Restate the lines word for word, from the one containing "pub fn git_sha()" through the last line of the entries below, without any other lines.

■ **Input records**:
=====
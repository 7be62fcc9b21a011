use chrono::Utc;

use crate::error::Result;
use crate::output::{self, Format};
use crate::store::files::TaskStore;

/// Auto-schedule a task into today's workday.
pub fn run(store: &TaskStore, id: u64, minutes: Option<u32>, format: Format) -> Result<()> {
    let today = Utc::now().date_naive();
    let task = store.auto_schedule(id, minutes, today)?;
    tracing::info!(id, start = ?task.scheduled_start, "auto-scheduled task");
    output::print_task(&task, format)
}
#[cfg(test)]
mod tests {
    use super::*;
    use chrono::TimeZone;

    fn at(h: u32, m: u32) -> DateTime<Utc> {
        Utc.with_ymd_and_hms(2026, 10, 19, h, m, 0).unwrap()
    }

    fn sample() -> Task {
        NewTask {
            priority_score: Some(6),
            rationale: Some("blocks release".into()),
            suggestions: vec!["ask Sam".into(), "draft first".into()],
            ..NewTask::titled("Write report")
        }
        .into_task(1, at(7, 0), "Task captured through API")
        .unwrap()
    }

    #[test]
    fn label_thresholds_cover_every_score() {
        for score in 0..=MAX_SCORE {
            let expected = if score >= 8 {
                PriorityLabel::High
            } else if score >= 4 {
                PriorityLabel::Medium
            } else {
                PriorityLabel::Low
            };
            assert_eq!(PriorityLabel::from_score(score), expected, "score {score}");
        }
    }

    #[test]
    fn validate_score_rejects_out_of_range() {
        assert_eq!(validate_score(0).unwrap(), 0);
        assert_eq!(validate_score(10).unwrap(), 10);
        assert!(matches!(validate_score(11), Err(PrioError::InvalidScore(11))));
        assert!(matches!(validate_score(-1), Err(PrioError::InvalidScore(-1))));
    }

    #[test]
    fn new_task_fills_defaults() {
        let task = NewTask::titled("  Call bank ")
            .into_task(4, at(7, 0), "Task captured through API")
            .unwrap();
        assert_eq!(task.title, "Call bank");
        assert_eq!(task.description, "Call bank");
        assert_eq!(task.category, DEFAULT_CATEGORY);
        assert_eq!(task.priority_score, DEFAULT_SCORE);
        assert_eq!(task.priority_label, PriorityLabel::Medium);
        assert_eq!(task.status, "processing");
        assert_eq!(task.estimated_minutes, Some(30));
        assert_eq!(task.history.len(), 1);
        assert_eq!(task.created_at, task.updated_at);
    }

    #[test]
    fn new_task_rejects_blank_title() {
        let err = NewTask::titled("   ")
            .into_task(1, at(7, 0), "x")
            .unwrap_err();
        assert!(matches!(err, PrioError::EmptyTitle));
    }

    #[test]
    fn status_only_patch_touches_nothing_else() {
        let mut task = sample();
        let before = task.clone();
        let patch: TaskPatch = serde_json::from_str(r#"{"status": "COMPLETED"}"#).unwrap();

        task.apply_update(patch, at(9, 0)).unwrap();

        assert_eq!(task.status, "completed");
        assert_eq!(task.updated_at, at(9, 0));
        assert_eq!(task.history.len(), before.history.len() + 1);
        assert_eq!(task.history[..before.history.len()], before.history[..]);

        let mut expected = before;
        expected.status = "completed".into();
        expected.updated_at = at(9, 0);
        expected.history = task.history.clone();
        assert_eq!(task, expected);
    }

    #[test]
    fn score_patch_recomputes_label() {
        let mut task = sample();
        let patch: TaskPatch = serde_json::from_str(r#"{"priority_score": 9}"#).unwrap();
        task.apply_update(patch, at(9, 0)).unwrap();
        assert_eq!(task.priority_score, 9);
        assert_eq!(task.priority_label, PriorityLabel::High);
    }

    #[test]
    fn invalid_score_leaves_task_untouched() {
        let mut task = sample();
        let before = task.clone();
        let patch: TaskPatch =
            serde_json::from_str(r#"{"priorityScore": 42, "title": "changed"}"#).unwrap();
        assert!(task.apply_update(patch, at(9, 0)).is_err());
        assert_eq!(task, before);
    }

    #[test]
    fn explicit_null_clears_nullable_fields() {
        let mut task = sample();
        task.scheduled_start = Some(at(8, 0));
        task.scheduled_end = Some(at(9, 0));
        let patch: TaskPatch = serde_json::from_str(
            r#"{"scheduledStart": null, "scheduledEnd": "garbage", "rationale": null, "estimatedMinutes": null}"#,
        )
        .unwrap();
        task.apply_update(patch, at(9, 0)).unwrap();
        assert_eq!(task.scheduled_start, None);
        assert_eq!(task.scheduled_end, None);
        assert_eq!(task.rationale, None);
        assert_eq!(task.estimated_minutes, None);
    }

    #[test]
    fn empty_text_fields_are_ignored() {
        let mut task = sample();
        let patch: TaskPatch =
            serde_json::from_str(r#"{"title": "", "category": "  "}"#).unwrap();
        task.apply_update(patch, at(9, 0)).unwrap();
        assert_eq!(task.title, "Write report");
        assert_eq!(task.category, DEFAULT_CATEGORY);
        assert_eq!(task.history.last().unwrap().description, "Task updated");
    }

    #[test]
    fn updated_text_fields_are_trimmed() {
        let mut task = sample();
        let patch: TaskPatch = serde_json::from_str(
            r#"{"title": "  Final report ", "description": " For Friday\n", "category": " Work "}"#,
        )
        .unwrap();
        task.apply_update(patch, at(9, 0)).unwrap();
        assert_eq!(task.title, "Final report");
        assert_eq!(task.description, "For Friday");
        assert_eq!(task.category, "Work");
    }

    #[test]
    fn history_entry_uses_supplied_time_when_parseable() {
        let mut task = sample();
        let patch: TaskPatch = serde_json::from_str(
            r#"{"historyEntry": {"description": "Called back", "at": "2026-10-19T08:15:00.250Z"}}"#,
        )
        .unwrap();
        task.apply_update(patch, at(9, 0)).unwrap();
        let last = task.history.last().unwrap();
        assert_eq!(last.description, "Called back");
        assert_eq!(last.at, at(8, 15));

        let patch: TaskPatch = serde_json::from_str(
            r#"{"historyEntry": {"description": "Later", "at": "soon"}}"#,
        )
        .unwrap();
        task.apply_update(patch, at(9, 30)).unwrap();
        assert_eq!(task.history.last().unwrap().at, at(9, 30));
    }

    #[test]
    fn patch_rejects_unknown_fields() {
        let err = serde_json::from_str::<TaskPatch>(r#"{"priorityLabel": "High"}"#);
        assert!(err.is_err());
    }

    #[test]
    fn task_serializes_camel_case_with_nulls() {
        let task = sample();
        let json = serde_json::to_value(&task).unwrap();
        assert_eq!(json["priorityScore"], 6);
        assert_eq!(json["priorityLabel"], "Medium");
        assert_eq!(json["createdAt"], "2026-10-19T07:00:00Z");
        assert!(json["scheduledStart"].is_null());
        assert_eq!(json["history"][0]["at"], "2026-10-19T07:00:00Z");
    }
}
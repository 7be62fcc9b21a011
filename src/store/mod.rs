pub mod files;
pub mod legacy;
pub mod lock;
pub mod records;
use colored::Colorize;
use serde::Serialize;

use crate::build_info;
use crate::error::Result;
use crate::output::Format;
use crate::timestamp;

#[derive(Debug, Serialize)]
#[serde(rename_all = "camelCase")]
struct Health {
    status: &'static str,
    time: String,
    version: &'static str,
    git_sha: Option<&'static str>,
}

pub fn run(format: Format) -> Result<()> {
    let health = Health {
        status: "ok",
        time: timestamp::format(&timestamp::now()),
        version: build_info::version(),
        git_sha: build_info::git_sha(),
    };
    match format {
        Format::Json => println!("{}", serde_json::to_string(&health)?),
        Format::Pretty => {
            println!("{} {}", "ok".green().bold(), health.time);
            println!("  {} {}", "version:".dimmed(), health.version);
            if let Some(sha) = health.git_sha {
                println!("  {} {}", "build:".dimmed(), sha);
            }
        }
        Format::Minimal => println!("{}", health.status),
    }
    Ok(())
}
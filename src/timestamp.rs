//! Whole-second UTC timestamps rendered as `YYYY-MM-DDTHH:MM:SSZ`.
//!
//! Parsing is lenient: RFC 3339 with any offset, naive ISO-8601 date-times
//! (read as UTC) and bare dates are accepted. Anything else is treated as
//! absent rather than an error.

use chrono::{DateTime, NaiveDate, NaiveDateTime, SecondsFormat, SubsecRound, Utc};
use serde::{Deserialize, Deserializer, Serializer, de};

const NAIVE_FORMATS: &[&str] = &[
    "%Y-%m-%dT%H:%M:%S%.f",
    "%Y-%m-%d %H:%M:%S%.f",
    "%Y-%m-%dT%H:%M",
    "%Y-%m-%d %H:%M",
];

/// Current time truncated to whole seconds.
pub fn now() -> DateTime<Utc> {
    Utc::now().trunc_subsecs(0)
}

/// Parse a timestamp, returning `None` for empty or unrecognised input.
pub fn parse(input: &str) -> Option<DateTime<Utc>> {
    let trimmed = input.trim();
    if trimmed.is_empty() {
        return None;
    }
    DateTime::parse_from_rfc3339(trimmed)
        .map(|dt| dt.with_timezone(&Utc))
        .ok()
        .or_else(|| parse_naive(trimmed).map(|naive| naive.and_utc()))
        .map(|dt| dt.trunc_subsecs(0))
}

fn parse_naive(input: &str) -> Option<NaiveDateTime> {
    let input = input
        .strip_suffix('Z')
        .or_else(|| input.strip_suffix('z'))
        .unwrap_or(input);
    NAIVE_FORMATS
        .iter()
        .find_map(|fmt| NaiveDateTime::parse_from_str(input, fmt).ok())
        .or_else(|| {
            NaiveDate::parse_from_str(input, "%Y-%m-%d")
                .ok()
                .and_then(|date| date.and_hms_opt(0, 0, 0))
        })
}

/// Parse a timestamp out of an arbitrary JSON value; non-strings are absent.
pub fn from_value(value: &serde_json::Value) -> Option<DateTime<Utc>> {
    value.as_str().and_then(parse)
}

pub fn format(dt: &DateTime<Utc>) -> String {
    dt.trunc_subsecs(0).to_rfc3339_opts(SecondsFormat::Secs, true)
}

pub fn serialize<S>(dt: &DateTime<Utc>, serializer: S) -> Result<S::Ok, S::Error>
where
    S: Serializer,
{
    serializer.serialize_str(&format(dt))
}

pub fn deserialize<'de, D>(deserializer: D) -> Result<DateTime<Utc>, D::Error>
where
    D: Deserializer<'de>,
{
    let raw = String::deserialize(deserializer)?;
    parse(&raw).ok_or_else(|| de::Error::custom(format!("unparsable timestamp '{raw}'")))
}

/// Serde adapter for optional timestamps. Unparsable input becomes `None`.
pub mod option {
    use chrono::{DateTime, Utc};
    use serde::{Deserialize, Deserializer, Serializer};

    pub fn serialize<S>(dt: &Option<DateTime<Utc>>, serializer: S) -> Result<S::Ok, S::Error>
    where
        S: Serializer,
    {
        match dt {
            Some(dt) => serializer.serialize_str(&super::format(dt)),
            None => serializer.serialize_none(),
        }
    }

    pub fn deserialize<'de, D>(deserializer: D) -> Result<Option<DateTime<Utc>>, D::Error>
    where
        D: Deserializer<'de>,
    {
        let raw = Option::<serde_json::Value>::deserialize(deserializer)?;
        Ok(raw.as_ref().and_then(super::from_value))
    }
}
use std::path::PathBuf;

pub const STORE_ENV: &str = "PRIO_STORE";
pub const LEGACY_STORE_ENV: &str = "PRIO_LEGACY_STORE";
pub const LOG_ENV: &str = "PRIO_LOG";

pub const DEFAULT_STORE_FILE: &str = "tasks_store.json";
pub const DEFAULT_LEGACY_FILE: &str = "tasks.json";

/// Where the task store and the legacy task list live.
#[derive(Debug, Clone, PartialEq, Eq)]
pub struct Config {
    pub store_path: PathBuf,
    pub legacy_path: PathBuf,
}

/// Read a path from the environment, ignoring empty values.
fn env_path(key: &str) -> Option<PathBuf> {
    std::env::var(key)
        .ok()
        .filter(|s| !s.is_empty())
        .map(PathBuf::from)
}

impl Config {
    /// Resolve each path from the CLI flag, then the environment, then the
    /// default file name in the working directory.
    pub fn resolve(store: Option<PathBuf>, legacy: Option<PathBuf>) -> Self {
        Self {
            store_path: store
                .or_else(|| env_path(STORE_ENV))
                .unwrap_or_else(|| PathBuf::from(DEFAULT_STORE_FILE)),
            legacy_path: legacy
                .or_else(|| env_path(LEGACY_STORE_ENV))
                .unwrap_or_else(|| PathBuf::from(DEFAULT_LEGACY_FILE)),
        }
    }
}

#[cfg(test)]
mod tests {
    use super::*;
    use std::sync::Mutex;

    // Env-var tests must not run concurrently.
    static ENV_LOCK: Mutex<()> = Mutex::new(());

    #[test]
    fn resolve_precedence() {
        let _guard = ENV_LOCK.lock().unwrap();

        unsafe { std::env::remove_var(STORE_ENV) };
        unsafe { std::env::remove_var(LEGACY_STORE_ENV) };
        let defaults = Config::resolve(None, None);
        assert_eq!(defaults.store_path, PathBuf::from(DEFAULT_STORE_FILE));
        assert_eq!(defaults.legacy_path, PathBuf::from(DEFAULT_LEGACY_FILE));

        unsafe { std::env::set_var(STORE_ENV, "/srv/prio/store.json") };
        unsafe { std::env::set_var(LEGACY_STORE_ENV, "") };
        let from_env = Config::resolve(None, None);
        assert_eq!(from_env.store_path, PathBuf::from("/srv/prio/store.json"));
        assert_eq!(from_env.legacy_path, PathBuf::from(DEFAULT_LEGACY_FILE));

        let from_flag = Config::resolve(Some("flag.json".into()), Some("old.json".into()));
        assert_eq!(from_flag.store_path, PathBuf::from("flag.json"));
        assert_eq!(from_flag.legacy_path, PathBuf::from("old.json"));

        unsafe { std::env::remove_var(STORE_ENV) };
        unsafe { std::env::remove_var(LEGACY_STORE_ENV) };
    }
}
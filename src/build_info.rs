/// Build-time git commit SHA stamped by build.rs when available.
pub fn git_sha() -> Option<&'static str> {
    option_env!("PRIO_BUILD_GIT_SHA")
}

/// Crate version from Cargo metadata.
pub fn version() -> &'static str {
    env!("CARGO_PKG_VERSION")
}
=====
■ **Task output**:
pub fn git_sha() -> Option<&'static str> {
    option_env!("PRIO_BUILD_GIT_SHA")
}

/// Crate version from Cargo metadata.
pub fn version() -> &'static str {
    env!("CARGO_PKG_VERSION")
}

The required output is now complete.